In some cases, swapping the operands produces exactly the same rule. For example, (iadd x x)
only matches if both operands are the same SSA value or e-class, and matches exactly the same inputs when flipped. In these cases, generating a duplicate lowering rule will lead to either an error during overlap checking or an assertion failure during code generation, depending on where we expand the rule. Generating a duplicate egraph rule will produce correct results but do more work than necessary.
In other cases, swapping the operands matches the same inputs when flipped but the right-hand side could evaluate to different results depending on which version of the rule is selected. A rule which lowers (iadd x y)
to (x64_add x y)
would, when flipped, lower to (x64_add y x)
instead. The result should be equivalent but is not the same machine instruction.
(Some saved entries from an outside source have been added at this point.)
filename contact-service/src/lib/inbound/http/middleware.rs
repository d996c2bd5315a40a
use axum::extract::Request;
use axum::extract::State;
use axum::middleware::Next;
use axum::response::IntoResponse;
use axum::response::Response;

use super::handlers::ApiError;
use crate::domain::auth::ports::AuthServicePort;
use crate::domain::user::models::User;
use crate::inbound::http::router::AppState;

/// Header carrying the session token
pub const API_TOKEN_HEADER: &str = "X-API-TOKEN";

/// Extension type holding the user resolved from the request token
#[derive(Debug, Clone)]
pub struct CurrentUser(pub User);

/// Middleware that resolves the `X-API-TOKEN` header to a user and adds it to
/// request extensions
pub async fn authenticate(
    State(state): State<AppState>,
    mut req: Request,
    next: Next,
) -> Result<Response, Response> {
    // Owned copy: the request body is not Sync, so no borrow may cross an await.
    let token = req
        .headers()
        .get(API_TOKEN_HEADER)
        .and_then(|value| value.to_str().ok())
        .map(str::to_string);

    let user = match state.auth_service.authenticate(token.as_deref()).await {
        Ok(user) => user,
        Err(e) => {
            tracing::warn!(
                method = %req.method(),
                uri = %req.uri(),
                error = %e,
                "Token rejected"
            );
            return Err(ApiError::from(e).into_response());
        }
    };

    req.extensions_mut().insert(CurrentUser(user));

    Ok(next.run(req).await)
}
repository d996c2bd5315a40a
pub mod config;
pub mod domain;
pub mod inbound;
pub mod outbound;

pub use domain::address;
pub use domain::contact;
pub use domain::user;
pub use outbound::repositories;
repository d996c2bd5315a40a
use std::sync::Arc;

use auth::Authenticator;
use auth::TokenIssuer;
use contact_service::config::Config;
use contact_service::domain::address::service::AddressService;
use contact_service::domain::auth::service::AuthService;
use contact_service::domain::contact::service::ContactService;
use contact_service::domain::user::service::UserService;
use contact_service::inbound::http::router::create_router;
use contact_service::outbound::repositories::PostgresAddressRepository;
use contact_service::outbound::repositories::PostgresContactRepository;
use contact_service::outbound::repositories::PostgresUserRepository;
use sqlx::postgres::PgPoolOptions;
use tracing_subscriber::layer::SubscriberExt;
use tracing_subscriber::util::SubscriberInitExt;

#[tokio::main]
async fn main() -> Result<(), anyhow::Error> {
    tracing_subscriber::registry()
        .with(
            tracing_subscriber::EnvFilter::try_from_default_env()
                .unwrap_or_else(|_| "contact_service=debug,tower_http=debug".into()),
        )
        .with(tracing_subscriber::fmt::layer())
        .init();

    tracing::info!(
        service = "contact-service",
        version = env!("CARGO_PKG_VERSION"),
        "Service starting"
    );

    let config = Config::load()?;

    tracing::info!(
        http_port = config.server.http_port,
        max_connections = config.database.max_connections,
        token_ttl_days = config.session.token_ttl_days,
        "Configuration loaded"
    );

    let pg_pool = PgPoolOptions::new()
        .max_connections(config.database.max_connections)
        .connect(&config.database.url)
        .await?;
    tracing::info!(
        max_connections = config.database.max_connections,
        database = "postgresql",
        "Database connection pool created"
    );

    sqlx::migrate!("./migrations").run(&pg_pool).await?;
    tracing::info!(database = "postgresql", "Database migrations completed");

    let token_issuer = TokenIssuer::with_ttl_days(config.session.token_ttl_days)?;
    let authenticator = Arc::new(Authenticator::new(token_issuer));
    tracing::info!(
        token_ttl_ms = authenticator.token_ttl_millis(),
        "Session token issuer configured"
    );

    let user_repository = Arc::new(PostgresUserRepository::new(pg_pool.clone()));
    let contact_repository = Arc::new(PostgresContactRepository::new(pg_pool.clone()));
    let address_repository = Arc::new(PostgresAddressRepository::new(pg_pool));

    let user_service = Arc::new(UserService::new(Arc::clone(&user_repository)));
    let auth_service = Arc::new(AuthService::new(user_repository, authenticator));
    let contact_service = Arc::new(ContactService::new(Arc::clone(&contact_repository)));
    let address_service = Arc::new(AddressService::new(
        contact_repository,
        address_repository,
    ));

    let http_address = format!("0.0.0.0:{}", config.server.http_port);
    let http_listener = tokio::net::TcpListener::bind(&http_address).await?;
    tracing::info!(
        address = %http_address,
        port = config.server.http_port,
        protocol = "http",
        "Http server listening"
    );

    let http_application =
        create_router(user_service, auth_service, contact_service, address_service);

    if let Err(e) = axum::serve(http_listener, http_application).await {
        tracing::error!(error = %e, "Server error");
        return Err(e.into());
    }

    tracing::info!("Server exited successfully");
    Ok(())
}
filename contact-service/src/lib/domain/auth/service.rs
use std::sync::Arc;

use async_trait::async_trait;
use auth::AuthenticationError;
use auth::Authenticator;
use auth::SessionToken;
use chrono::Utc;

use crate::domain::auth::errors::AuthError;
use crate::domain::auth::models::LoginCommand;
use crate::domain::auth::ports::AuthServicePort;
use crate::domain::user::models::User;
use crate::domain::user::models::Username;
use crate::domain::user::ports::UserRepository;

/// Domain service for login, logout and token resolution.
///
/// Tokens live on the user row, so the user repository doubles as the
/// token store.
pub struct AuthService<UR>
where
    UR: UserRepository,
{
    repository: Arc<UR>,
    authenticator: Arc<Authenticator>,
}

impl<UR> AuthService<UR>
where
    UR: UserRepository,
{
    pub fn new(repository: Arc<UR>, authenticator: Arc<Authenticator>) -> Self {
        Self {
            repository,
            authenticator,
        }
    }
}

fn login_failure(username: &Username, err: AuthenticationError) -> AuthError {
    match err {
        AuthenticationError::InvalidCredentials => {
            tracing::info!(username = %username, "Login rejected");
            AuthError::Unauthenticated(AuthError::BAD_CREDENTIALS)
        }
        AuthenticationError::PasswordError(err) => {
            tracing::error!(username = %username, error = %err, "Stored password hash unreadable");
            AuthError::Credentials(err.to_string())
        }
    }
}

#[async_trait]
impl<UR> AuthServicePort for AuthService<UR>
where
    UR: UserRepository,
{
    async fn login(&self, command: LoginCommand) -> Result<SessionToken, AuthError> {
        let Some(user) = self.repository.find_by_username(&command.username).await? else {
            let rejection = self.authenticator.reject_unknown(&command.password);
            return Err(login_failure(&command.username, rejection));
        };

        let session = self
            .authenticator
            .authenticate(&command.password, &user.password_hash)
            .map_err(|e| login_failure(&user.username, e))?;

        self.repository
            .save_session(&user.username, Some(session.clone()))
            .await?;

        tracing::info!(
            username = %user.username,
            expires_at = session.expires_at,
            "User logged in"
        );

        Ok(session)
    }

    async fn logout(&self, user: &User) -> Result<(), AuthError> {
        self.repository.save_session(&user.username, None).await?;
        tracing::info!(username = %user.username, "User logged out");
        Ok(())
    }

    async fn authenticate(&self, token: Option<&str>) -> Result<User, AuthError> {
        let token = token
            .map(str::trim)
            .filter(|token| !token.is_empty())
            .ok_or(AuthError::Unauthenticated(AuthError::UNAUTHORIZED))?;

        let user = self
            .repository
            .find_by_token(token)
            .await?
            .ok_or(AuthError::Unauthenticated(AuthError::UNAUTHORIZED))?;

        if !user.has_valid_session(Utc::now().timestamp_millis()) {
            return Err(AuthError::Unauthenticated(AuthError::UNAUTHORIZED));
        }

        Ok(user)
    }
}
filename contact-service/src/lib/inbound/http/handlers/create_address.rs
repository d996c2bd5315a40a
use axum::extract::State;
use axum::http::StatusCode;
use axum::Extension;
use serde::Deserialize;
use serde::Serialize;

use super::ApiError;
use super::ApiJson;
use super::ApiPath;
use super::ApiSuccess;
use crate::domain::address::models::Address;
use crate::domain::address::models::AddressFields;
use crate::domain::address::ports::AddressServicePort;
use crate::domain::contact::models::ContactId;
use crate::inbound::http::middleware::CurrentUser;
use crate::inbound::http::router::AppState;

pub async fn create_address(
    State(state): State<AppState>,
    Extension(CurrentUser(user)): Extension<CurrentUser>,
    ApiPath(contact_id): ApiPath<String>,
    ApiJson(body): ApiJson<AddressRequestBody>,
) -> Result<ApiSuccess<AddressData>, ApiError> {
    let fields = body.try_into_fields()?;

    state
        .address_service
        .create(&user, &ContactId::from_string(contact_id), fields)
        .await
        .map_err(ApiError::from)
        .map(|ref address| ApiSuccess::new(StatusCode::OK, address.into()))
}

/// Address fields as sent on create and update (raw JSON)
#[derive(Debug, Clone, PartialEq, Eq, Deserialize)]
#[serde(rename_all = "camelCase")]
pub struct AddressRequestBody {
    street: Option<String>,
    city: Option<String>,
    province: Option<String>,
    country: Option<String>,
    postal_code: Option<String>,
}

impl AddressRequestBody {
    pub fn try_into_fields(self) -> Result<AddressFields, ApiError> {
        Ok(AddressFields::new(
            self.street,
            self.city,
            self.province,
            self.country,
            self.postal_code,
        )?)
    }
}

#[derive(Debug, Clone, PartialEq, Eq, Serialize)]
#[serde(rename_all = "camelCase")]
pub struct AddressData {
    pub id: String,
    pub street: Option<String>,
    pub city: Option<String>,
    pub province: Option<String>,
    pub country: String,
    pub postal_code: Option<String>,
}

impl From<&Address> for AddressData {
    fn from(address: &Address) -> Self {
        Self {
            id: address.id.to_string(),
            street: address.street.clone(),
            city: address.city.clone(),
            province: address.province.clone(),
            country: address.country.clone(),
            postal_code: address.postal_code.clone(),
        }
    }
}
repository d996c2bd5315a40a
//! Authentication utilities library
//!
//! Provides reusable credential infrastructure for services:
//! - Password hashing (Argon2id)
//! - Opaque session token issuance with expiry
//! - Authentication coordination
//!
//! Services own the persistence of tokens. This crate only produces and checks
//! the values they store.
//!
//! # Examples
//!
//! ## Password Hashing
//! ```
//! use auth::PasswordHasher;
//!
//! let hasher = PasswordHasher::new();
//! let hash = hasher.hash("my_password").unwrap();
//! let is_valid = hasher.verify("my_password", &hash).unwrap();
//! assert!(is_valid);
//! ```
//!
//! ## Session Tokens
//! ```
//! use auth::TokenIssuer;
//!
//! let issuer = TokenIssuer::default();
//! let session = issuer.issue_at(1_000);
//! assert_eq!(session.expires_at, 1_000 + issuer.ttl_millis());
//! assert!(session.is_valid_at(1_001));
//! ```
//!
//! ## Complete Authentication Flow
//! ```
//! use auth::Authenticator;
//!
//! let auth = Authenticator::default();
//!
//! // Register: hash password
//! let hash = auth.hash_password("password123").unwrap();
//!
//! // Login: verify and issue a session token
//! let session = auth.authenticate("password123", &hash).unwrap();
//! println!("Token: {}", session.token);
//! ```

pub mod authenticator;
pub mod password;
pub mod token;

// Re-export commonly used items
pub use authenticator::AuthenticationError;
pub use authenticator::Authenticator;
pub use password::PasswordError;
pub use password::PasswordHasher;
pub use token::SessionToken;
pub use token::TokenError;
pub use token::TokenIssuer;
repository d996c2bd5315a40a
pub mod http;
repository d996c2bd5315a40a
use auth::SessionToken;
use axum::extract::State;
use axum::http::StatusCode;
use serde::Deserialize;
use serde::Serialize;

use super::ApiError;
use super::ApiJson;
use super::ApiSuccess;
use crate::domain::auth::models::LoginCommand;
use crate::domain::auth::ports::AuthServicePort;
use crate::inbound::http::router::AppState;

pub async fn login(
    State(state): State<AppState>,
    ApiJson(body): ApiJson<LoginRequestBody>,
) -> Result<ApiSuccess<TokenData>, ApiError> {
    let command = LoginCommand::new(body.username, body.password)?;

    state
        .auth_service
        .login(command)
        .await
        .map_err(ApiError::from)
        .map(|ref session| ApiSuccess::new(StatusCode::OK, session.into()))
}

#[derive(Debug, Clone, PartialEq, Eq, Deserialize)]
pub struct LoginRequestBody {
    username: Option<String>,
    password: Option<String>,
}

#[derive(Debug, Clone, PartialEq, Eq, Serialize)]
#[serde(rename_all = "camelCase")]
pub struct TokenData {
    pub token: String,
    /// Epoch milliseconds
    pub expired_at: i64,
}

impl From<&SessionToken> for TokenData {
    fn from(session: &SessionToken) -> Self {
        Self {
            token: session.token.clone(),
            expired_at: session.expires_at,
        }
    }
}
use axum::extract::State;
use axum::http::StatusCode;
use axum::Extension;

use super::create_address::AddressData;
use super::create_address::AddressRequestBody;
use super::ApiError;
use super::ApiJson;
use super::ApiPath;
use super::ApiSuccess;
use crate::domain::address::models::AddressId;
use crate::domain::address::ports::AddressServicePort;
use crate::domain::contact::models::ContactId;
use crate::inbound::http::middleware::CurrentUser;
use crate::inbound::http::router::AppState;

pub async fn update_address(
    State(state): State<AppState>,
    Extension(CurrentUser(user)): Extension<CurrentUser>,
    ApiPath((contact_id, address_id)): ApiPath<(String, String)>,
    ApiJson(body): ApiJson<AddressRequestBody>,
) -> Result<ApiSuccess<AddressData>, ApiError> {
    let fields = body.try_into_fields()?;

    state
        .address_service
        .update(
            &user,
            &ContactId::from_string(contact_id),
            &AddressId::from_string(address_id),
            fields,
        )
        .await
        .map_err(|e| ApiError::from(e).lookup_as_bad_request())
        .map(|ref address| ApiSuccess::new(StatusCode::OK, address.into()))
}
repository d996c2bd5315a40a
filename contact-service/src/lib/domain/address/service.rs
use std::sync::Arc;

use async_trait::async_trait;

use crate::domain::address::errors::AddressError;
use crate::domain::address::models::Address;
use crate::domain::address::models::AddressFields;
use crate::domain::address::models::AddressId;
use crate::domain::address::ports::AddressRepository;
use crate::domain::address::ports::AddressServicePort;
use crate::domain::contact::models::Contact;
use crate::domain::contact::models::ContactId;
use crate::domain::contact::ports::ContactRepository;
use crate::domain::user::models::User;

/// Domain service implementation for address operations.
///
/// Walks the ownership chain explicitly: the contact is resolved under the
/// user first, then the address under that contact.
pub struct AddressService<CR, AR>
where
    CR: ContactRepository,
    AR: AddressRepository,
{
    contacts: Arc<CR>,
    addresses: Arc<AR>,
}

impl<CR, AR> AddressService<CR, AR>
where
    CR: ContactRepository,
    AR: AddressRepository,
{
    pub fn new(contacts: Arc<CR>, addresses: Arc<AR>) -> Self {
        Self {
            contacts,
            addresses,
        }
    }

    async fn owned_contact(
        &self,
        user: &User,
        contact_id: &ContactId,
    ) -> Result<Contact, AddressError> {
        self.contacts
            .find_owned(&user.username, contact_id)
            .await?
            .ok_or_else(|| AddressError::ContactNotFound(contact_id.to_string()))
    }

    async fn owned_address(
        &self,
        user: &User,
        contact_id: &ContactId,
        id: &AddressId,
    ) -> Result<Address, AddressError> {
        let contact = self.owned_contact(user, contact_id).await?;

        self.addresses
            .find_in_contact(&contact.id, id)
            .await?
            .ok_or_else(|| AddressError::NotFound(id.to_string()))
    }
}

#[async_trait]
impl<CR, AR> AddressServicePort for AddressService<CR, AR>
where
    CR: ContactRepository,
    AR: AddressRepository,
{
    async fn create(
        &self,
        user: &User,
        contact_id: &ContactId,
        fields: AddressFields,
    ) -> Result<Address, AddressError> {
        let contact = self.owned_contact(user, contact_id).await?;

        let address = Address::new(contact.id, fields);
        let created = self.addresses.create(&user.username, address).await?;

        tracing::info!(
            username = %user.username,
            contact_id = %created.contact_id,
            address_id = %created.id,
            "Address created"
        );
        Ok(created)
    }

    async fn get(
        &self,
        user: &User,
        contact_id: &ContactId,
        id: &AddressId,
    ) -> Result<Address, AddressError> {
        self.owned_address(user, contact_id, id).await
    }

    async fn update(
        &self,
        user: &User,
        contact_id: &ContactId,
        id: &AddressId,
        fields: AddressFields,
    ) -> Result<Address, AddressError> {
        let mut address = self.owned_address(user, contact_id, id).await?;
        address.apply(fields);

        self.addresses.update(address).await
    }

    async fn remove(
        &self,
        user: &User,
        contact_id: &ContactId,
        id: &AddressId,
    ) -> Result<(), AddressError> {
        let address = self.owned_address(user, contact_id, id).await?;
        self.addresses
            .delete(&address.contact_id, &address.id)
            .await?;

        tracing::info!(username = %user.username, address_id = %id, "Address removed");
        Ok(())
    }

    async fn list(
        &self,
        user: &User,
        contact_id: &ContactId,
    ) -> Result<Vec<Address>, AddressError> {
        let contact = self.owned_contact(user, contact_id).await?;
        self.addresses.list_by_contact(&contact.id).await
    }
}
We need to ensure that we choose one of these alternatives deterministically.
Implementation
We've discussed several alternative implementation plans, and I'm probably missing some. None have yet emerged as the "right" answer.
One idea is a new flag when declaring a term. (decl commutative iadd (Value Value) Inst)
would mean that when the term is used as an extractor, then implicitly two versions of the enclosing rule are generated, with the subpatterns swapped.
Another approach is to add some kind of support for or-patterns to the ISLE language. For example, if we allow a term to be defined by multiple internal extractors, then we might create a helper term for matching 2-element value arrays in commutative instructions:
(decl value_array_commutative (Value Value) ValueArray2)
(extractor (value_array_commutative x y) (value_array_2 x y))
(extractor (value_array_commutative y x) (value_array_2 x y))
An alternative syntax is to add a special (or ...)
pattern combinator, as proposed by @Kmeakin in https://bytecodealliance.zulipchat.com/#narrow/stream/217117-cranelift/topic/Commutative.20rewrites/near/344151148:
(decl bor (Type Value Value) Value)
(extractor
(bor ty x y)
(or
(inst_data ty (InstructionData.Binary (Opcode.Bor) (value_array_2 x y)))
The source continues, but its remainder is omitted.